A recent law gives local authorities power to impose curfews and even ban troublesome youths from certain streets. While Britain has no written Constitution to guarantee citizens' rights, civil liberty advocates warn that provisions of the 1998 Crime and Disorder Act infringe on fundamental freedoms.
This past week, two 17-year-olds in Liverpool, in western England, became the first juveniles to be served with antisocial behavior orders under the act. Police had videotaped the pair brandishing hammers, throwing objects, spitting, and jumping on abandoned cars.
The youths, neither of whom has a criminal record, face up to five years in prison if they set foot in six streets near their homes, cause criminal damage anywhere in Liverpool, or harass or intimidate other residents.
The case is prompting local authorities around Britain that have hesitated to impose antisocial behavior orders, or to order nighttime curfews, to considering doing so.
In Lichfield, in central England, police have pledged to target known vandals and to begin a rolling program of road checks and street patrols to ensure behavior orders are obeyed. Alan Birch, chairman of Lichfield's crime-prevention panel, says, "Ours is not a large community, but a survey has shown that citizens are worried about street crime and want firm action."
According to the British Home Office, 10-to-17-year-olds made up 25 percent of known offenders in 1996, with most youth crimes committed by a core of persistent offenders. And while overall crime rates were down in 1997, there was an increase in violent attacks, robberies, and sexual offenses.
Still, "the government is overreacting," says John Wadham, director of Liberty, a British civil rights group. "There is a danger that conduct that is merely unruly will be equated with serious crimes," he says.
Fran Russell, spokeswoman for the Howard League, which campaigns for reform of the criminal justice system, claims the government is "making criminal offenses out of acts which aren't necessarily criminal in themselves."

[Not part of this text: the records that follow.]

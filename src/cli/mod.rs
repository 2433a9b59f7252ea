//! CLI Module
//!
//! Command-line interface for RuidaKit.

pub mod commands;

use clap::{Args, Parser, Subcommand};
use std::path::PathBuf;

/// RuidaKit - job encoder and uploader for Ruida laser controllers
#[derive(Parser, Debug)]
#[command(name = "ruidakit")]
#[command(version, about, long_about = None)]
pub struct Cli {
    /// Enable verbose output
    #[arg(short, long, global = true)]
    pub verbose: bool,

    /// Configuration file (.toml or .json); defaults to the platform config dir
    #[arg(short, long, global = true)]
    pub config: Option<PathBuf>,

    #[command(flatten)]
    pub target: TargetArgs,

    #[command(subcommand)]
    pub command: Commands,
}

/// Transport overrides; at most one may be given
#[derive(Args, Debug, Default, Clone)]
#[group(multiple = false)]
pub struct TargetArgs {
    /// Write to a file instead of a controller
    #[arg(long)]
    pub output: Option<PathBuf>,

    /// Serial device of the controller
    #[arg(long)]
    pub serial: Option<String>,

    /// Hostname or address of a networked controller
    #[arg(long)]
    pub host: Option<String>,
}

#[derive(Subcommand, Debug)]
pub enum Commands {
    /// Encode a JSON job and send it
    #[command(name = "send")]
    Send {
        /// Path to the job description
        job: PathBuf,

        /// Job name uploaded to the controller
        #[arg(short, long)]
        name: Option<String>,
    },

    /// Print the bed size
    #[command(name = "bed-size")]
    BedSize,

    /// Print the controller model and firmware
    #[command(name = "model")]
    Model,

    /// List serial ports a controller could be on
    #[command(name = "ports")]
    Ports,

    /// Send a raw query opcode, given as hex
    #[command(name = "query")]
    Query {
        /// Opcode bytes, e.g. "DA 00 00 26"
        opcode: String,
    },
}
//! Wire codec
//!
//! Pure transforms used to build controller records:
//! - the per-byte scrambling transform and its inverse
//! - two-byte relative encodings (signed and unsigned, 7 bits per byte)
//! - five-byte absolute encoding (35-bit fixed point, 7 bits per byte)
//! - percentage to power-field conversion
//!
//! Every multi-byte field is big-endian with the top bit of each byte clear.

use crate::error::CodecError;

/// Smallest value accepted by [`encode_signed_rel`].
pub const SIGNED_REL_MIN: i64 = -8192;
/// Largest value accepted by [`encode_signed_rel`].
pub const SIGNED_REL_MAX: i64 = 8191;
/// Largest value accepted by [`encode_unsigned_rel`].
pub const UNSIGNED_REL_MAX: i64 = 16383;
/// Largest percentage accepted by [`percent_to_power`].
pub const POWER_PERCENT_MAX: u8 = 100;

/// Bias added to negative signed relative values (two's complement in 14 bits).
const SIGNED_REL_BIAS: i64 = 16384;
/// One power-field unit in percent (100 / 2^14 as the controller rounds it).
const POWER_STEP_PERCENT: f64 = 0.006103516;

/// Parse a hex literal such as `"DA00057F"` into bytes.
///
/// ASCII whitespace between digits is ignored, so `"DA 00 05 7F"` works too.
pub fn hex_to_bytes(hex: &str) -> Result<Vec<u8>, CodecError> {
    let digits: Vec<u8> = hex
        .bytes()
        .filter(|b| !b.is_ascii_whitespace())
        .collect();
    let invalid = || CodecError::InvalidHex {
        input: hex.to_string(),
    };

    if digits.len() % 2 != 0 {
        return Err(invalid());
    }

    digits
        .chunks(2)
        .map(|pair| {
            let high = (pair[0] as char).to_digit(16).ok_or_else(invalid)?;
            let low = (pair[1] as char).to_digit(16).ok_or_else(invalid)?;
            Ok(((high << 4) | low) as u8)
        })
        .collect()
}

/// Format bytes as an upper-case hex string with single spaces.
pub fn bytes_to_hex(data: &[u8]) -> String {
    data.iter()
        .map(|b| format!("{:02X}", b))
        .collect::<Vec<_>>()
        .join(" ")
}

/// Truncate an integer to its low byte.
pub fn int_to_byte(value: i64) -> u8 {
    (value & 0xff) as u8
}

/// Swap bit 7 and bit 0.
fn swap_outer_bits(value: u8) -> u8 {
    let high = (value >> 7) & 0x01;
    let low = value & 0x01;
    (value & 0x7e) | high | (low << 7)
}

/// Scramble a single byte.
pub fn scramble_byte(value: u8) -> u8 {
    (swap_outer_bits(value) ^ 0x88).wrapping_add(1)
}

/// Undo [`scramble_byte`].
pub fn unscramble_byte(value: u8) -> u8 {
    swap_outer_bits(value.wrapping_sub(1) ^ 0x88)
}

/// Scramble a byte sequence.
pub fn scramble(data: &[u8]) -> Vec<u8> {
    data.iter().copied().map(scramble_byte).collect()
}

/// Unscramble a byte sequence.
pub fn unscramble(data: &[u8]) -> Vec<u8> {
    data.iter().copied().map(unscramble_byte).collect()
}

/// Split a 14-bit value into two 7-bit groups, most significant first.
fn split_14(value: i64) -> [u8; 2] {
    [((value >> 7) & 0x7f) as u8, (value & 0x7f) as u8]
}

/// Encode a signed relative value in `[-8192, 8191]`.
pub fn encode_signed_rel(value: i64) -> Result<[u8; 2], CodecError> {
    if !(SIGNED_REL_MIN..=SIGNED_REL_MAX).contains(&value) {
        return Err(CodecError::OutOfRange {
            value,
            min: SIGNED_REL_MIN,
            max: SIGNED_REL_MAX,
        });
    }
    let biased = if value < 0 {
        value + SIGNED_REL_BIAS
    } else {
        value
    };
    Ok(split_14(biased))
}

/// Encode an unsigned relative value in `[0, 16383]`.
pub fn encode_unsigned_rel(value: i64) -> Result<[u8; 2], CodecError> {
    if !(0..=UNSIGNED_REL_MAX).contains(&value) {
        return Err(CodecError::OutOfRange {
            value,
            min: 0,
            max: UNSIGNED_REL_MAX,
        });
    }
    Ok(split_14(value))
}

/// Encode an absolute value as five 7-bit groups, most significant first.
///
/// Only the low 35 bits survive; larger magnitudes wrap silently.
pub fn encode_abs(value: i64) -> [u8; 5] {
    let mut out = [0u8; 5];
    let mut rest = value;
    for slot in out.iter_mut().rev() {
        *slot = (rest & 0x7f) as u8;
        rest >>= 7;
    }
    out
}

/// Decode a five-byte absolute value starting at `offset`.
pub fn decode_abs(data: &[u8], offset: usize) -> Result<i64, CodecError> {
    let field = data
        .get(offset..offset + 5)
        .ok_or(CodecError::InsufficientData {
            needed: offset + 5,
            available: data.len(),
        })?;
    Ok(field
        .iter()
        .fold(0i64, |acc, byte| (acc << 7) | i64::from(byte & 0x7f)))
}

/// Convert a percentage to a two-byte power field.
///
/// 100 % lands one step past the field, so full scale saturates at 0x3FFF.
pub fn percent_to_power(percent: u8) -> Result<[u8; 2], CodecError> {
    if percent > POWER_PERCENT_MAX {
        return Err(CodecError::OutOfRange {
            value: i64::from(percent),
            min: 0,
            max: i64::from(POWER_PERCENT_MAX),
        });
    }
    let raw = (f64::from(percent) / POWER_STEP_PERCENT).round() as i64;
    encode_unsigned_rel(raw.min(UNSIGNED_REL_MAX))
}

#[cfg(test)]
mod tests {
    use super::*;

    #[test]
    fn test_scramble_known_values() {
        assert_eq!(scramble_byte(0x00), 0x89);
        assert_eq!(scramble_byte(0x01), 0x09);
        assert_eq!(scramble_byte(0x80), 0x8A);
        assert_eq!(scramble(&[0xD7]), vec![scramble_byte(0xD7)]);
    }

    #[test]
    fn test_unscramble_every_byte() {
        for value in 0..=255u8 {
            assert_eq!(unscramble_byte(scramble_byte(value)), value);
        }
    }

    #[test]
    fn test_scramble_preserves_order() {
        let data = [0xE7, 0x01, 0x41, 0x00];
        let scrambled = scramble(&data);
        assert_eq!(scrambled.len(), data.len());
        assert_eq!(scrambled[2], scramble_byte(0x41));
        assert_eq!(unscramble(&scrambled), data.to_vec());
    }

    #[test]
    fn test_signed_rel_bounds() {
        assert_eq!(encode_signed_rel(8191).unwrap(), [0x3F, 0x7F]);
        assert_eq!(encode_signed_rel(-8192).unwrap(), [0x40, 0x00]);
        assert_eq!(encode_signed_rel(-1).unwrap(), [0x7F, 0x7F]);
        assert_eq!(encode_signed_rel(0).unwrap(), [0x00, 0x00]);
        assert!(encode_signed_rel(8192).is_err());
        assert!(encode_signed_rel(-8193).is_err());
    }

    #[test]
    fn test_unsigned_rel_bounds() {
        assert_eq!(encode_unsigned_rel(16383).unwrap(), [0x7F, 0x7F]);
        assert_eq!(encode_unsigned_rel(200).unwrap(), [0x01, 0x48]);
        assert_eq!(
            encode_unsigned_rel(16384),
            Err(CodecError::OutOfRange {
                value: 16384,
                min: 0,
                max: 16383
            })
        );
        assert!(encode_unsigned_rel(-1).is_err());
    }

    #[test]
    fn test_encode_abs() {
        assert_eq!(encode_abs(0), [0, 0, 0, 0, 0]);
        assert_eq!(encode_abs(1000), [0x00, 0x00, 0x00, 0x07, 0x68]);
        // 52.0 mm and 53.0 mm from a captured bounding-box record
        assert_eq!(encode_abs(52_000), [0x00, 0x00, 0x03, 0x16, 0x20]);
        assert_eq!(encode_abs(53_000), [0x00, 0x00, 0x03, 0x1E, 0x08]);
        // 100.0 mm and 75.0 mm from a captured layer record
        assert_eq!(encode_abs(100_000), [0x00, 0x00, 0x06, 0x0D, 0x20]);
        assert_eq!(encode_abs(75_000), [0x00, 0x00, 0x04, 0x49, 0x78]);
    }

    #[test]
    fn test_encode_abs_wraps() {
        let wrapped = encode_abs(1 << 35);
        assert_eq!(wrapped, [0, 0, 0, 0, 0]);
    }

    #[test]
    fn test_decode_abs() {
        let data = [0xFF, 0x00, 0x00, 0x03, 0x16, 0x20];
        assert_eq!(decode_abs(&data, 1).unwrap(), 52_000);
        assert_eq!(
            decode_abs(&data, 2),
            Err(CodecError::InsufficientData {
                needed: 7,
                available: 6
            })
        );
    }

    #[test]
    fn test_percent_to_power() {
        assert_eq!(percent_to_power(0).unwrap(), [0x00, 0x00]);
        // 18 % -> 2949 -> 0x17 0x05
        assert_eq!(percent_to_power(18).unwrap(), encode_unsigned_rel(2949).unwrap());
        assert_eq!(percent_to_power(30).unwrap(), encode_unsigned_rel(4915).unwrap());
        assert_eq!(percent_to_power(100).unwrap(), [0x7F, 0x7F]);
        assert!(percent_to_power(101).is_err());
    }

    #[test]
    fn test_hex_helpers() {
        assert_eq!(hex_to_bytes("DA00057F").unwrap(), vec![0xDA, 0x00, 0x05, 0x7F]);
        assert_eq!(hex_to_bytes("ca 01 13").unwrap(), vec![0xCA, 0x01, 0x13]);
        assert!(hex_to_bytes("ABC").is_err());
        assert!(hex_to_bytes("ZZ").is_err());
        assert_eq!(bytes_to_hex(&[0xD2, 0x9B, 0xFA]), "D2 9B FA");
        assert_eq!(int_to_byte(258), 0x02);
        assert_eq!(int_to_byte(-1), 0xFF);
    }
}
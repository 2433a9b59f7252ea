//! # RuidaKit Core
//!
//! Core types and pure encoders for RuidaKit.
//! Provides the wire codec, the opcode tables, layer buffering with motion
//! compaction, and the job description handed to a session.

pub mod codec;
pub mod error;
pub mod job;
pub mod layer;
pub mod protocol;
pub mod units;

pub use error::{CodecError, Error, JobError, ProtocolError, Result, TransportError};
pub use job::{Job, JobCommand, JobPart, LayerProperty};
pub use layer::{Color, Layer, LayerId};
pub use units::{mm_to_um, um_to_mm, Micrometers, Point, Rect};
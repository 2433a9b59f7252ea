//! # RuidaKit
//!
//! Job encoder and uploader for Ruida-compatible laser controllers:
//! - Compact vector encoding of cut and move paths, grouped into layers
//! - File, Serial (USB) and UDP delivery
//! - Bed size and model queries over serial
//!
//! ## Architecture
//!
//! RuidaKit is organized as a workspace with multiple crates:
//!
//! 1. **ruidakit-core** - Codec, opcodes, layers, job description, errors
//! 2. **ruidakit-communication** - Transports, job session, device queries
//! 3. **ruidakit-settings** - Configuration files and validation
//! 4. **ruidakit** - Glue and the command-line binary

pub mod cli;

pub use ruidakit_communication::{
    list_ports, ConnectionParams, DeviceQuery, SerialPortInfo, Session, Transport, TransportKind,
};
pub use ruidakit_core::{
    Color, Error, Job, JobCommand, JobPart, Layer, LayerId, LayerProperty, Result,
};
pub use ruidakit_settings::{Config, ConfigError, SettingsError};

use ruidakit_core::TransportError;
use std::fmt;

/// Library version
pub const VERSION: &str = env!("CARGO_PKG_VERSION");

/// Build date (set at compile time)
pub const BUILD_DATE: &str = env!("BUILD_DATE");

/// Initialize logging at INFO
///
/// `RUST_LOG` directives are honoured on top of the default level. Output
/// goes to stderr so stdout stays clean for command results.
pub fn init_logging() -> anyhow::Result<()> {
    init_logging_with_level(tracing::Level::INFO)
}

/// Initialize logging with a default `level`
pub fn init_logging_with_level(level: tracing::Level) -> anyhow::Result<()> {
    use tracing_subscriber::fmt;
    use tracing_subscriber::prelude::*;
    use tracing_subscriber::EnvFilter;

    let env_filter = EnvFilter::from_default_env().add_directive(level.into());
    let fmt_layer = fmt::layer()
        .with_writer(std::io::stderr)
        .with_target(true)
        .with_level(true);

    tracing_subscriber::registry()
        .with(env_filter)
        .with(fmt_layer)
        .try_init()?;

    Ok(())
}

/// What a job send produced
#[derive(Debug, Clone, PartialEq)]
pub struct SendSummary {
    /// Name uploaded with the job
    pub name: String,
    /// Parts in the job
    pub parts: usize,
    /// Parts that carried motion and were written as layers
    pub layers: usize,
}

/// Build a session for `job`, clamping power to the machine limit
///
/// The session is not opened; the caller picks the transport.
pub fn build_session(config: &Config, job: &Job) -> Result<Session> {
    let name = if job.name.is_empty() {
        config.job.name.clone()
    } else {
        job.name.clone()
    };
    let max_power = config.machine.max_power;

    let mut session = Session::new(name);
    session.set_connection(config.connection_params());
    for part in &job.parts {
        let clamped = JobPart {
            commands: part.commands().map(|c| c.clamped(max_power)).collect(),
            ..part.clone()
        };
        session.add_part(&clamped)?;
    }
    Ok(session)
}

/// Encode `job` and deliver it over the configured transport
pub fn send_job(config: &Config, job: &Job) -> Result<SendSummary> {
    let mut session = build_session(config, job)?;
    session.open()?;

    let summary = SendSummary {
        name: session.name().to_string(),
        parts: session.layers().len(),
        layers: session.layers().iter().filter(|l| l.has_vectors()).count(),
    };

    let written = session.write();
    // close even when the write failed, then report the first error
    let closed = session.close();
    written?;
    closed?;

    tracing::info!(
        "Sent '{}' to {} ({} of {} parts with motion)",
        summary.name,
        config.connection.target,
        summary.layers,
        summary.parts
    );
    Ok(summary)
}

/// Where a bed size came from
#[derive(Debug, Clone, Copy, PartialEq, Eq)]
pub enum BedSizeSource {
    /// Set in the configuration
    Configured,
    /// Reported by the controller
    Device,
    /// Built-in fallback
    Fallback,
}

impl fmt::Display for BedSizeSource {
    fn fmt(&self, f: &mut fmt::Formatter<'_>) -> fmt::Result {
        match self {
            Self::Configured => write!(f, "configured"),
            Self::Device => write!(f, "device"),
            Self::Fallback => write!(f, "fallback"),
        }
    }
}

/// Bed dimensions in mm
#[derive(Debug, Clone, Copy, PartialEq)]
pub struct BedSize {
    /// Width in mm
    pub width_mm: f64,
    /// Height in mm
    pub height_mm: f64,
    /// Origin of the numbers
    pub source: BedSizeSource,
}

/// Resolve the bed size: configuration first, then the controller, then the fallback
pub fn bed_size(config: &Config) -> BedSize {
    if let Some((width_mm, height_mm)) = config.machine.configured_bed_size() {
        return BedSize {
            width_mm,
            height_mm,
            source: BedSizeSource::Configured,
        };
    }

    match query_bed_size(config) {
        Ok((width_mm, height_mm)) => BedSize {
            width_mm,
            height_mm,
            source: BedSizeSource::Device,
        },
        Err(e) => {
            tracing::warn!("Could not read bed size from the controller: {}", e);
            let (width_mm, height_mm) = config.machine.fallback_bed_size();
            BedSize {
                width_mm,
                height_mm,
                source: BedSizeSource::Fallback,
            }
        }
    }
}

fn query_bed_size(config: &Config) -> Result<(f64, f64)> {
    let mut session = open_device(config)?;
    let width = session.bed_width_mm()?;
    let height = session.bed_height_mm()?;
    session.close()?;
    Ok((width, height))
}

/// Open a session for device queries
///
/// Only the serial link answers queries; other transports are refused
/// before anything is opened, so a file target is never truncated.
pub fn open_device(config: &Config) -> Result<Session> {
    if config.connection.kind != TransportKind::Serial {
        return Err(TransportError::Unsupported {
            transport: config.connection.kind.to_string(),
            operation: "query".to_string(),
        }
        .into());
    }
    let mut session = Session::new(config.job.name.clone());
    session.set_connection(config.connection_params());
    session.open()?;
    Ok(session)
}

Prime Minister Tony Blair is unlikely to be swayed by such complaints. Mr. Blair and Jack Straw, his law and order minister, embarked over the weekend on what they termed "a moral crusade" to rid Britain of antisocial behavior by young children and teens. It is also being tied in to an effort to curb teenage pregnancy.
Mr. Blair told the Observer newspaper Sept. 5: "We need to find a new national moral purpose for this generation. Government can play its part, but parents must play their part too."
Valerie Riches, director of Family and Youth Concern, a right-wing lobbying group, says Blair is introducing "destructive and counterproductive policies." The prime minister must decide whether parents or the government should be responsible for the behavior of children, she says. "He can't have it both ways."
Britain's chief rabbi, Jonathan Sacks, urged the government to appoint a minister for the family, who could ensure that official policies strengthen that institution. "Until that is done, politicians are merely using rhetoric," he says.